***** Source records *****

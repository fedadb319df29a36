//! Plain-text table rendering for terminal output.
//!
//! Column widths are measured in terminal cells as reported by `unicode-width`;
//! ANSI color sequences take none.

use std::borrow::Cow;
use std::fmt::Write as _;

use unicode_width::UnicodeWidthStr;

pub fn render_table(headers: &[String], rows: &[Vec<String>]) -> String {
    let column_count = headers.len();
    let mut widths = headers.iter().map(|h| display_width(h)).collect::<Vec<_>>();

    for row in rows {
        for (idx, cell) in row.iter().enumerate().take(column_count) {
            widths[idx] = widths[idx].max(display_width(cell));
        }
    }

    for width in &mut widths {
        *width = (*width).max(1);
    }

    let mut output = String::new();
    let _ = writeln!(output, "{}", format_row(headers, &widths));

    let separator_widths = widths.iter().map(|w| (*w).max(3)).collect::<Vec<usize>>();
    let separator_cells = separator_widths
        .iter()
        .map(|w| "-".repeat(*w))
        .collect::<Vec<_>>();
    let _ = writeln!(output, "{}", format_row(&separator_cells, &separator_widths));

    for row in rows {
        let _ = writeln!(output, "{}", format_row(row, &widths));
    }

    output
}

pub fn print_rows(headers: &[&str], rows: &[Vec<String>]) {
    let headers = headers
        .iter()
        .map(|header| header.to_string())
        .collect::<Vec<_>>();
    print!("{}", render_table(&headers, rows));
}

/// Formats an optional statistic, printing `n/a` for "not available".
pub fn format_optional(value: Option<f64>, decimals: usize) -> String {
    match value {
        Some(value) => format!("{value:.decimals$}"),
        None => "n/a".to_string(),
    }
}

fn format_row(values: &[String], widths: &[usize]) -> String {
    let mut cells = Vec::with_capacity(values.len());
    for (idx, value) in values.iter().enumerate() {
        if idx >= widths.len() {
            break;
        }
        let sanitized = sanitize_cell(value);
        let display = display_width(sanitized.as_ref());
        let mut cell = sanitized.into_owned();
        let padding = widths[idx].saturating_sub(display);
        if padding > 0 {
            cell.push_str(&" ".repeat(padding));
        }
        cells.push(cell);
    }
    let mut line = cells.join("  ");
    while line.ends_with(' ') {
        line.pop();
    }
    line
}

pub fn display_width(value: &str) -> usize {
    if !value.contains('\u{1b}') {
        return UnicodeWidthStr::width(value);
    }
    let mut width = 0usize;
    let mut rest = value;
    while let Some(escape) = rest.find('\u{1b}') {
        width += UnicodeWidthStr::width(&rest[..escape]);
        rest = match rest[escape..].find('m') {
            Some(end) => &rest[escape + end + 1..],
            None => "",
        };
    }
    width + UnicodeWidthStr::width(rest)
}

fn sanitize_cell(value: &str) -> Cow<'_, str> {
    if value.contains(['\n', '\r', '\t']) {
        Cow::Owned(value.replace(['\n', '\r', '\t'], " "))
    } else {
        Cow::Borrowed(value)
    }
}

#[cfg(test)]
mod tests {
    use super::*;

    fn strings(values: &[&str]) -> Vec<String> {
        values.iter().map(|value| value.to_string()).collect()
    }

    #[test]
    fn hangul_counts_as_two_cells() {
        assert_eq!(display_width("긴장도"), 6);
        assert_eq!(display_width("n/a"), 3);
    }

    #[test]
    fn emoji_take_two_cells() {
        assert_eq!(display_width("⭐"), 2);
        assert_eq!(display_width("✅"), 2);
        assert_eq!(display_width("🚀"), 2);
        assert_eq!(display_width("⭐ ok"), 5);
    }

    #[test]
    fn ansi_color_sequences_have_no_width() {
        assert_eq!(display_width("\u{1b}[31m긴장도\u{1b}[0m"), 6);
        assert_eq!(display_width("\u{1b}[1mn/a"), 3);
    }

    #[test]
    fn emoji_cells_stay_aligned() {
        let rendered = render_table(
            &strings(&["mark", "item"]),
            &[strings(&["🚀", "a"]), strings(&["ok", "b"])],
        );
        let lines: Vec<&str> = rendered.lines().collect();
        assert_eq!(lines[2], "🚀    a");
        assert_eq!(lines[3], "ok    b");
    }

    #[test]
    fn render_table_aligns_mixed_scripts() {
        let rendered = render_table(
            &strings(&["item", "mean"]),
            &[strings(&["긴장도", "2.50"]), strings(&["focus", "3.00"])],
        );
        let lines: Vec<&str> = rendered.lines().collect();
        assert_eq!(lines[0], "item    mean");
        assert_eq!(lines[1], "------  ----");
        assert_eq!(lines[2], "긴장도  2.50");
        assert_eq!(lines[3], "focus   3.00");
    }

    #[test]
    fn control_characters_become_spaces() {
        let rendered = render_table(&strings(&["note"]), &[strings(&["a\nb\tc"])]);
        assert_eq!(rendered.lines().nth(2), Some("a b c"));
    }

    #[test]
    fn optional_values_render_not_available() {
        assert_eq!(format_optional(Some(1.5), 2), "1.50");
        assert_eq!(format_optional(None, 2), "n/a");
    }
}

*****

> **Exercise aim**:
How many lines in the entries include the string "collect"? Answer with the number alone.

> **Response**:
7